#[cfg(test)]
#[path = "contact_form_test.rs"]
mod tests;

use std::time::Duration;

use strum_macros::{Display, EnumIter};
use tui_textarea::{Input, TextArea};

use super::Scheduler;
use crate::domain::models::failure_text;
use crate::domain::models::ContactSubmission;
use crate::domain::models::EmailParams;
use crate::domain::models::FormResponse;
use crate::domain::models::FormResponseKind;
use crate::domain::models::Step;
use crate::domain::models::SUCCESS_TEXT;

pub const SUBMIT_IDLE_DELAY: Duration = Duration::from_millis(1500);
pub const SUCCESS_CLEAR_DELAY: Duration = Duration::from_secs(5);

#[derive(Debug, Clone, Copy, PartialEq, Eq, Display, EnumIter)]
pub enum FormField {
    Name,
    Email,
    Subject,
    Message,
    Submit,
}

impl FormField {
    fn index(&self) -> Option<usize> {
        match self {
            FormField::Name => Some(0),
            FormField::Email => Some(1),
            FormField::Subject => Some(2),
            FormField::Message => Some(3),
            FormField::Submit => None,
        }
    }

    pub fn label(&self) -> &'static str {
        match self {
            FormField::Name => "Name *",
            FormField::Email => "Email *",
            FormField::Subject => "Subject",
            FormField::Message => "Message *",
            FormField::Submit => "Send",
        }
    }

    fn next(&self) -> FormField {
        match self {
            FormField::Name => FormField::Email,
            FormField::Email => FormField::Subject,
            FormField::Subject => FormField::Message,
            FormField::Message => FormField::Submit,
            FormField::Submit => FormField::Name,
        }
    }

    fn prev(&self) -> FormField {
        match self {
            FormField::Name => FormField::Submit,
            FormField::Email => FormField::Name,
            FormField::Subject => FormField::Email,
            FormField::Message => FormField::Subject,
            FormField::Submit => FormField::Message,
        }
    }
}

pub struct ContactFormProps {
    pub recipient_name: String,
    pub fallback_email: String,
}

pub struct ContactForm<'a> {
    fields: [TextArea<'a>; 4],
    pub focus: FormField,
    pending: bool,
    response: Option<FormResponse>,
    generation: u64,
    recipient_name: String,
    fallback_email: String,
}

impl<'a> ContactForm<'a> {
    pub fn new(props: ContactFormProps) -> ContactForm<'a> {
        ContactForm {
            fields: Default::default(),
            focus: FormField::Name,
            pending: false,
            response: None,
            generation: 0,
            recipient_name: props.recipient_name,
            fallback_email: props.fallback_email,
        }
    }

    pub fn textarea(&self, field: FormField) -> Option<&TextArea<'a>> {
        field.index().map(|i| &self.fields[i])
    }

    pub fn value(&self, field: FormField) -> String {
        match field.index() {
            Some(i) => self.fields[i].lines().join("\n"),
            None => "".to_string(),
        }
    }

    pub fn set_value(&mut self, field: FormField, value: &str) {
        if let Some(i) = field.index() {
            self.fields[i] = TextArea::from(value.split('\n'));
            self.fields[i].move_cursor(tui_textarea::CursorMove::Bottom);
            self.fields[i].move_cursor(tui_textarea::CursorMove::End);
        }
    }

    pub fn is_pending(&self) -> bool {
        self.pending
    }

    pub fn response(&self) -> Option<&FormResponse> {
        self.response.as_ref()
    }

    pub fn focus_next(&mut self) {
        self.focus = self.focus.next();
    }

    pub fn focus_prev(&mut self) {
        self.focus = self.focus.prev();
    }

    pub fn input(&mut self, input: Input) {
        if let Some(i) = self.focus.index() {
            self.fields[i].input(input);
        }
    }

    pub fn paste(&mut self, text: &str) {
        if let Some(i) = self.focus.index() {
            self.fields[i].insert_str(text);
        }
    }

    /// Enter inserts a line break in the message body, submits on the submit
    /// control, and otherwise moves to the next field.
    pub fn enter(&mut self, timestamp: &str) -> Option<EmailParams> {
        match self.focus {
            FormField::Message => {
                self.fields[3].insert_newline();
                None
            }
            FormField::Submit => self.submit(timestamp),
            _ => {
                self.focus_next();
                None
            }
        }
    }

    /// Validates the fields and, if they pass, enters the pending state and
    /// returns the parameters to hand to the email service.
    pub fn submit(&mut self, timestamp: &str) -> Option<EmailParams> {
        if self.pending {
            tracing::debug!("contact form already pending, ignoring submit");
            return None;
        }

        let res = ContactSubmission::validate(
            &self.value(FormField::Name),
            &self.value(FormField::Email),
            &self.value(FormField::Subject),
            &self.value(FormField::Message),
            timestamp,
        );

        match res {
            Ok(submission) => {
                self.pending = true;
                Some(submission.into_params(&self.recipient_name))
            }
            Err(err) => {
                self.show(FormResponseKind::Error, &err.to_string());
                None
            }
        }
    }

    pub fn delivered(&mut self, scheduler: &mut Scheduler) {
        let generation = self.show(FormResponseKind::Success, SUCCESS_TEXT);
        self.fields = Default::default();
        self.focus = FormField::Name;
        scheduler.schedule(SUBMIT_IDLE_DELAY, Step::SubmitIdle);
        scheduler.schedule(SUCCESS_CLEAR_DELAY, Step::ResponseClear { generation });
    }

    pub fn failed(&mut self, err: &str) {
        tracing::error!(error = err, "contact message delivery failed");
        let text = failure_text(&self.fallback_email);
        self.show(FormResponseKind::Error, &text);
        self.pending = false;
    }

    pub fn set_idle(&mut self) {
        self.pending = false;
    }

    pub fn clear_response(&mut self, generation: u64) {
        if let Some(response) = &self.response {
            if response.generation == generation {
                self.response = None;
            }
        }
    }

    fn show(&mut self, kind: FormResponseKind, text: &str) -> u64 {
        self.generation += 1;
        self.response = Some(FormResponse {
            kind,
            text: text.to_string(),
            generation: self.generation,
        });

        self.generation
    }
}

### AIM OF THE EXERCISE
Lines that include the word "impl" are to be extracted from the data above.

### SOLUTION TO THE EXERCISE
impl FormField {
impl<'a> ContactForm<'a> {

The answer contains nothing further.